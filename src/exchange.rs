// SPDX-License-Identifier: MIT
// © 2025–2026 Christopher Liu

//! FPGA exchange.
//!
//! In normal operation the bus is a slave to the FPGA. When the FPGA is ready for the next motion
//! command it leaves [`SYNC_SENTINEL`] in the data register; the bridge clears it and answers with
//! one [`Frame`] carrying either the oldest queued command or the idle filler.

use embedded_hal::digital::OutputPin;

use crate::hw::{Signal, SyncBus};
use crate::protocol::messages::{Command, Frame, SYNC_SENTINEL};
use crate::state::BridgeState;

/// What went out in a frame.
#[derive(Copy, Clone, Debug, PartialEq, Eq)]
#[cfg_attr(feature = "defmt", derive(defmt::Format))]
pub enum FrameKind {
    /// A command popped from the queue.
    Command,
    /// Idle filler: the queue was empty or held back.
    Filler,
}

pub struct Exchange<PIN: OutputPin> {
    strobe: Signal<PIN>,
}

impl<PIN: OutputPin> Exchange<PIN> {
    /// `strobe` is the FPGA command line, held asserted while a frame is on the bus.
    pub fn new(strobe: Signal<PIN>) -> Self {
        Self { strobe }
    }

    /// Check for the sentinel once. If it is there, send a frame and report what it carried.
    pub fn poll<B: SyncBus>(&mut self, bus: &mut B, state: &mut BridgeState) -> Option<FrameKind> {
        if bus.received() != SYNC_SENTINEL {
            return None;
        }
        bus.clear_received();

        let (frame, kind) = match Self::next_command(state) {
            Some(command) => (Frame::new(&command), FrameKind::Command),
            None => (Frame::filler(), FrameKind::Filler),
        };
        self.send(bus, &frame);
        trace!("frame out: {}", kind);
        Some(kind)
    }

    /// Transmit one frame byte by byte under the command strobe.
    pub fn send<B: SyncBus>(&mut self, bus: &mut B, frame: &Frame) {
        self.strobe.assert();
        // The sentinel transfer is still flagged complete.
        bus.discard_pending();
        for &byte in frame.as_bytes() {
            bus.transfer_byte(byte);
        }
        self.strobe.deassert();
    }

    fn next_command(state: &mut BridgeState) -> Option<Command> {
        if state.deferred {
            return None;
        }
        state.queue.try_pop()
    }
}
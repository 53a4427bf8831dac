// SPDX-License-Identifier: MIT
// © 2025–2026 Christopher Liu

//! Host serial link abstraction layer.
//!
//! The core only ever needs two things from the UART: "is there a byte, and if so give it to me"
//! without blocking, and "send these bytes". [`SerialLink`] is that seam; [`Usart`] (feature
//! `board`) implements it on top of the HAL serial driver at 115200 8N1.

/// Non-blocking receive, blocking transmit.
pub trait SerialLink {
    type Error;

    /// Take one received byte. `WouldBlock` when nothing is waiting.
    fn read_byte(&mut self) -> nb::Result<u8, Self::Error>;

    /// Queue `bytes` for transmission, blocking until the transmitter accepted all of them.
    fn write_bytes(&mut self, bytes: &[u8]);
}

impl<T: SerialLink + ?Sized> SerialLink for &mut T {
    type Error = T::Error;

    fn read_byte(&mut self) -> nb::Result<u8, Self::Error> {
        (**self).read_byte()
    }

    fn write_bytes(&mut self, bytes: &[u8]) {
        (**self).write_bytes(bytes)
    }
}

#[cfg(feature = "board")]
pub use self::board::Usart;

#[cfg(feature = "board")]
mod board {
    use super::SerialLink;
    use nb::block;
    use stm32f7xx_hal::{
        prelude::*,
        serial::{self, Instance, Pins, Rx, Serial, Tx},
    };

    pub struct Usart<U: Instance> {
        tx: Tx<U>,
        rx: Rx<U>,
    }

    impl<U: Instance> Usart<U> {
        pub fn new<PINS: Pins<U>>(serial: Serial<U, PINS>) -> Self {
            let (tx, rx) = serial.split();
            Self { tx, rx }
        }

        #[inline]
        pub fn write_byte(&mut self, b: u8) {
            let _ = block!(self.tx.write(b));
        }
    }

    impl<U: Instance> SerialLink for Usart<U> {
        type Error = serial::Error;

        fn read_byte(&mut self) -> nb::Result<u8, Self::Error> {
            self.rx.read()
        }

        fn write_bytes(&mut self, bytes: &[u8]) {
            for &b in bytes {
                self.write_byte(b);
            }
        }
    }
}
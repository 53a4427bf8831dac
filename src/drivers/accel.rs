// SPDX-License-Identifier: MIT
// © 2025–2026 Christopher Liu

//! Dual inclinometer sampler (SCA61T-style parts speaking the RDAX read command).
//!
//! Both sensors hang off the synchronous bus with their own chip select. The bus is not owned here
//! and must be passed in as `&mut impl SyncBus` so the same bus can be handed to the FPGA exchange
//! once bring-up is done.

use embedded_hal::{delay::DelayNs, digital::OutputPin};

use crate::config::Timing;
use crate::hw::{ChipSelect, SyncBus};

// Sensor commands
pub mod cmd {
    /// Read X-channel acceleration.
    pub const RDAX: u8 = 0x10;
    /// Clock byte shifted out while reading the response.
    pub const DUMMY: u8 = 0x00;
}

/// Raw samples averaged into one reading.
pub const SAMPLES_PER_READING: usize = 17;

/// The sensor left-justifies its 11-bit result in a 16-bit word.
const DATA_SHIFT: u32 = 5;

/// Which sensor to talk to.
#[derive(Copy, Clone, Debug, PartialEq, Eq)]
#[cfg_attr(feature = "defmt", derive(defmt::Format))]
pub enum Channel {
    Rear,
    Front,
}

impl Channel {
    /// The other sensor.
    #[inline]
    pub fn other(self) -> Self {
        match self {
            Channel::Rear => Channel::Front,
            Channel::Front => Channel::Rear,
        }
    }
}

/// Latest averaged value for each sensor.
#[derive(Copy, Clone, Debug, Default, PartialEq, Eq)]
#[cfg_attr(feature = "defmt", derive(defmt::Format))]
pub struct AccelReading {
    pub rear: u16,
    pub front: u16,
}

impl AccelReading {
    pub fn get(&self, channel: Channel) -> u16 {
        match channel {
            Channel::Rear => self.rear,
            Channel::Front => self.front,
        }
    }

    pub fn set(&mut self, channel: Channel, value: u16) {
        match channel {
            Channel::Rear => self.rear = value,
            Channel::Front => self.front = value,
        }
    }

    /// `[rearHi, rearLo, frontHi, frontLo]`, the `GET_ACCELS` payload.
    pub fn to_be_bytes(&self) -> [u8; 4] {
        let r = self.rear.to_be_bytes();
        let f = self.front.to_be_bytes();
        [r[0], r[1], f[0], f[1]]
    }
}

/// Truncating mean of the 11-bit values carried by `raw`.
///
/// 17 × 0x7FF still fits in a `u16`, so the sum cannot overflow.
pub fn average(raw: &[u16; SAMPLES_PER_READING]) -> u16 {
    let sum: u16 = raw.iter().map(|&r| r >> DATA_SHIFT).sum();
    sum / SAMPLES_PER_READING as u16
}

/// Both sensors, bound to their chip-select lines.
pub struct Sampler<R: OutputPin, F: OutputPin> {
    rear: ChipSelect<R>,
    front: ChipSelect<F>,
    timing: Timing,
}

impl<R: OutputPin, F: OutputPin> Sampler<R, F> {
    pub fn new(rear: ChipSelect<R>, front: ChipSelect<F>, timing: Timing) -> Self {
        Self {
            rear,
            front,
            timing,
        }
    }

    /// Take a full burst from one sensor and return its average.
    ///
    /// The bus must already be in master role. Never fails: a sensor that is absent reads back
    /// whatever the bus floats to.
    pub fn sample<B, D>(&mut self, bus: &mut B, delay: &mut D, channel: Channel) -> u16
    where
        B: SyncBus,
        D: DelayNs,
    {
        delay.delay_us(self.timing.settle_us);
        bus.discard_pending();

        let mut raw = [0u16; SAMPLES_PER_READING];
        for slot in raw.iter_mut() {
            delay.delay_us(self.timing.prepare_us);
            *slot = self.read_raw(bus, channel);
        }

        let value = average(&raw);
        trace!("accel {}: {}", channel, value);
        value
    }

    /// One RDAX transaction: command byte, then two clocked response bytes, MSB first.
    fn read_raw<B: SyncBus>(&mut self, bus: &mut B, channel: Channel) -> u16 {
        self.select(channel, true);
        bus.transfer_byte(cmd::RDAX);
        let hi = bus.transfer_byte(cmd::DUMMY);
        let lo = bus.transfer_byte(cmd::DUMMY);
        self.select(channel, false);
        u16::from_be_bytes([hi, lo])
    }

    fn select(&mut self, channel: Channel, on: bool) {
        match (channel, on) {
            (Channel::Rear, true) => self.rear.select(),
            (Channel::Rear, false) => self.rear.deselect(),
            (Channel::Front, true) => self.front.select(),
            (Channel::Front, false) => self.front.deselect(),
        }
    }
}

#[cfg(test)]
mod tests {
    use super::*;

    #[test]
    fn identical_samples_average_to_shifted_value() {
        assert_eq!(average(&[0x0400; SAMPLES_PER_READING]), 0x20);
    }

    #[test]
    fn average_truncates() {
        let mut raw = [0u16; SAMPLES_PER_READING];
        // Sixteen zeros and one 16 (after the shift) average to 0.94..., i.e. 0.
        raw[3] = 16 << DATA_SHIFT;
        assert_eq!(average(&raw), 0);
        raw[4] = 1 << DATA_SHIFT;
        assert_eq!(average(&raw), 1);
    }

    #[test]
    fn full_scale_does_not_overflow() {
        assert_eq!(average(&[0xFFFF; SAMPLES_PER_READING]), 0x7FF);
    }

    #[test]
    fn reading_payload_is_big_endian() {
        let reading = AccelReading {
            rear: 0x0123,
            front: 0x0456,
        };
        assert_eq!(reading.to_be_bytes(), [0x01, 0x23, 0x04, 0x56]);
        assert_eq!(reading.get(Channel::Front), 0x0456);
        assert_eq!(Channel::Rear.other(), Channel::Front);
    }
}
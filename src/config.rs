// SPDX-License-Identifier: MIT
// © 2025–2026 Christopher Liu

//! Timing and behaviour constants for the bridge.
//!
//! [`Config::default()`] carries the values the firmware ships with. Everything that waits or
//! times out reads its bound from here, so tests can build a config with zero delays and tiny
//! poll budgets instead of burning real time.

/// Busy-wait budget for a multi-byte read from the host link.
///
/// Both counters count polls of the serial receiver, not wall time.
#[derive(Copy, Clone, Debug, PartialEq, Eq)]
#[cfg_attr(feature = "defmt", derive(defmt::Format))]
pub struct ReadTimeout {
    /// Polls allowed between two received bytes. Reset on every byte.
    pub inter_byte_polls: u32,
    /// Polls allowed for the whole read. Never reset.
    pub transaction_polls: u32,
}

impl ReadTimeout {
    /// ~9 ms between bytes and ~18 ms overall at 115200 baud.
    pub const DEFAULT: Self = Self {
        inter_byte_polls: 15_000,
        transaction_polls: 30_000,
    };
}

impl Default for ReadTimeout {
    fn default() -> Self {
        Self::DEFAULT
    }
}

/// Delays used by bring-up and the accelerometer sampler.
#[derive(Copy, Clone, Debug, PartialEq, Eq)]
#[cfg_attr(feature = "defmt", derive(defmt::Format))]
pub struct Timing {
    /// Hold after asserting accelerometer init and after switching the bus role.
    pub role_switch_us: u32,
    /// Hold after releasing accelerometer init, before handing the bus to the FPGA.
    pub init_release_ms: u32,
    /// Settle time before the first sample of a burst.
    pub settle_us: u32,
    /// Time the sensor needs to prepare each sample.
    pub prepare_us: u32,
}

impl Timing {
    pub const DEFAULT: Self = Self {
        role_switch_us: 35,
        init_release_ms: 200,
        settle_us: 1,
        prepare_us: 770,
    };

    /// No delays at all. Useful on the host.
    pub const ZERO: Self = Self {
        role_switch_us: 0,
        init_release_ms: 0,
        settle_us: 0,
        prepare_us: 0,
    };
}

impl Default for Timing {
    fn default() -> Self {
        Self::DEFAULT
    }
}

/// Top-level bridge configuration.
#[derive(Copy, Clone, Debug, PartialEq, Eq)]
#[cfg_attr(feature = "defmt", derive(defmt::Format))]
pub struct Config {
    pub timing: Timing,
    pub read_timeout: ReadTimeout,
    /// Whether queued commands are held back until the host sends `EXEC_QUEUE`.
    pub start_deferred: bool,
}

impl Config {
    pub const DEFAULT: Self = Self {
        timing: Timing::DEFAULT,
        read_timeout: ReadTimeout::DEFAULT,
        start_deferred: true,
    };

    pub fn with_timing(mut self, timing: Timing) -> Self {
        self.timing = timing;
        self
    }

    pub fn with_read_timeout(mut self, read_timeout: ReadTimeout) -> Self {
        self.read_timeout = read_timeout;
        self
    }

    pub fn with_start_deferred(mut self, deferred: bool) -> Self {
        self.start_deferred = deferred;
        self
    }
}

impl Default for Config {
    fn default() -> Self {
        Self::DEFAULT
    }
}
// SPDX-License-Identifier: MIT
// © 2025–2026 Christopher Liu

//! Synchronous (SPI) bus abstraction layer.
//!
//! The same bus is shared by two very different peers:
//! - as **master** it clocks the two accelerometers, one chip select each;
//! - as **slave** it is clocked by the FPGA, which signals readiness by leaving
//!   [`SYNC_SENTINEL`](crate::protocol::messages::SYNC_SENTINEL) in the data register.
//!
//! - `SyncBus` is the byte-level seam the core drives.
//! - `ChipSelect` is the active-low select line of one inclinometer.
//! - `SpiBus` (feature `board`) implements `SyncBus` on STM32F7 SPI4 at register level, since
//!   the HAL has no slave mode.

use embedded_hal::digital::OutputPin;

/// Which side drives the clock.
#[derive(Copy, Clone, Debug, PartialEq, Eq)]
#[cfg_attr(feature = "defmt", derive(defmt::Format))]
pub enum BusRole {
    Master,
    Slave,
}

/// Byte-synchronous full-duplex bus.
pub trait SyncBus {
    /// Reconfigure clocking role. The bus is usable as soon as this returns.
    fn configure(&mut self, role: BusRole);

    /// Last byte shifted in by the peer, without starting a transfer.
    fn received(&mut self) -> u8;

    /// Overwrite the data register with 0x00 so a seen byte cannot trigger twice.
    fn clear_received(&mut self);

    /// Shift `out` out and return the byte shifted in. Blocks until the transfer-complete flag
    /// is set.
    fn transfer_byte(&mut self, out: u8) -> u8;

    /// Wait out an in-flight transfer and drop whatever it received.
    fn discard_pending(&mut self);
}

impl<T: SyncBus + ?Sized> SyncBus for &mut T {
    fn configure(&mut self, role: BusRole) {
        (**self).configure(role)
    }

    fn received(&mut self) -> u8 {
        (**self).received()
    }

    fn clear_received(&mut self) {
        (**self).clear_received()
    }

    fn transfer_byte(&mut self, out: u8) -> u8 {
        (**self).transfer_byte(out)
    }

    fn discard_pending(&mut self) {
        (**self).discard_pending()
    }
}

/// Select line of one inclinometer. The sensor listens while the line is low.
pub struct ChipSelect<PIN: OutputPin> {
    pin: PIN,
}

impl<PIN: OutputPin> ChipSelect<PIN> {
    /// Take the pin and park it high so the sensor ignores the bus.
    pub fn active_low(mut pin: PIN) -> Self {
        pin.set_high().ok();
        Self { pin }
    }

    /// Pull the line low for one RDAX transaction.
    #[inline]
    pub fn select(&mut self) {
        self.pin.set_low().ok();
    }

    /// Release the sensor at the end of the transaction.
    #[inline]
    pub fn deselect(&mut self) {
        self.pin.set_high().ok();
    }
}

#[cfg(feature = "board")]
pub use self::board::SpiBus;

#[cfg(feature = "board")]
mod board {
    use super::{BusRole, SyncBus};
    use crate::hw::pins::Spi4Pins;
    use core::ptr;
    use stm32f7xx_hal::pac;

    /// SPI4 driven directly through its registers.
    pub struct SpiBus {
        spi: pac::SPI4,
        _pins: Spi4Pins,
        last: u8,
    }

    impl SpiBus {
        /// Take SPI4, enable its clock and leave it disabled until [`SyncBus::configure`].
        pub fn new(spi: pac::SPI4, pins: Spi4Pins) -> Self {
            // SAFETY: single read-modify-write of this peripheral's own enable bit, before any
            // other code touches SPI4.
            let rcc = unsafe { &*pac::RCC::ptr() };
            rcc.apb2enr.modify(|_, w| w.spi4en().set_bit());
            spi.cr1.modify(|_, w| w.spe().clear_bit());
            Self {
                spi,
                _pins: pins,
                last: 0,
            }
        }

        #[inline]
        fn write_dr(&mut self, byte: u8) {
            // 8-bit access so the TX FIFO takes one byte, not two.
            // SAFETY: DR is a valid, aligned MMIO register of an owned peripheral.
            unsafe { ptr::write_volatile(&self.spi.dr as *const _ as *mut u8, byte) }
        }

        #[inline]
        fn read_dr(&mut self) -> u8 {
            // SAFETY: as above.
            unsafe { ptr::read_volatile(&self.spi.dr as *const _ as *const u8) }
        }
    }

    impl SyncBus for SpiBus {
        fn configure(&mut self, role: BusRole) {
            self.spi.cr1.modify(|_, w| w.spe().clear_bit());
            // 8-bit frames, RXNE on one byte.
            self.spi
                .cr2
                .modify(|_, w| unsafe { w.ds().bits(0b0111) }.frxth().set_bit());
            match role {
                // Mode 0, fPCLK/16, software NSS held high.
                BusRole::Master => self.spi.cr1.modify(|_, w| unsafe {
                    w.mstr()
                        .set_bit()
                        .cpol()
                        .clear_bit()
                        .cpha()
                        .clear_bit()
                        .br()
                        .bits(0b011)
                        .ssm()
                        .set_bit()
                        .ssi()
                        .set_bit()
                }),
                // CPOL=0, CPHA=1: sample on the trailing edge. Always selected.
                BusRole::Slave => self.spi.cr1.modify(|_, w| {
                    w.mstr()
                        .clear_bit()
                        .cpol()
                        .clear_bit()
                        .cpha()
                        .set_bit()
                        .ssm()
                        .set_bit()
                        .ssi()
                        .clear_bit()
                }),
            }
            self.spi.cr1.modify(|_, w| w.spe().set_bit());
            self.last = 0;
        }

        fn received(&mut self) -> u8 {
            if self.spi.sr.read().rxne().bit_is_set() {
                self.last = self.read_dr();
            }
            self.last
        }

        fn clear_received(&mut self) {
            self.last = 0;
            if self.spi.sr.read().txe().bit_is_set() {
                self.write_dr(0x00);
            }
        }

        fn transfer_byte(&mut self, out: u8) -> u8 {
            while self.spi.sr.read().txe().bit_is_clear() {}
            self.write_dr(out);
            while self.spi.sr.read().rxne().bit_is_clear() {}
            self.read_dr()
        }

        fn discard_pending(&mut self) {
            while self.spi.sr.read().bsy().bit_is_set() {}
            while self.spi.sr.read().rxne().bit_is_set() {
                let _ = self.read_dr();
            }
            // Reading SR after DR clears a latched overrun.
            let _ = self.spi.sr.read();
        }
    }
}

:::

# Assigned task:
Copy each line holding the word "first" from the listing above.

# Result:
    /// One RDAX transaction: command byte, then two clocked response bytes, MSB first.
    /// Settle time before the first sample of a burst.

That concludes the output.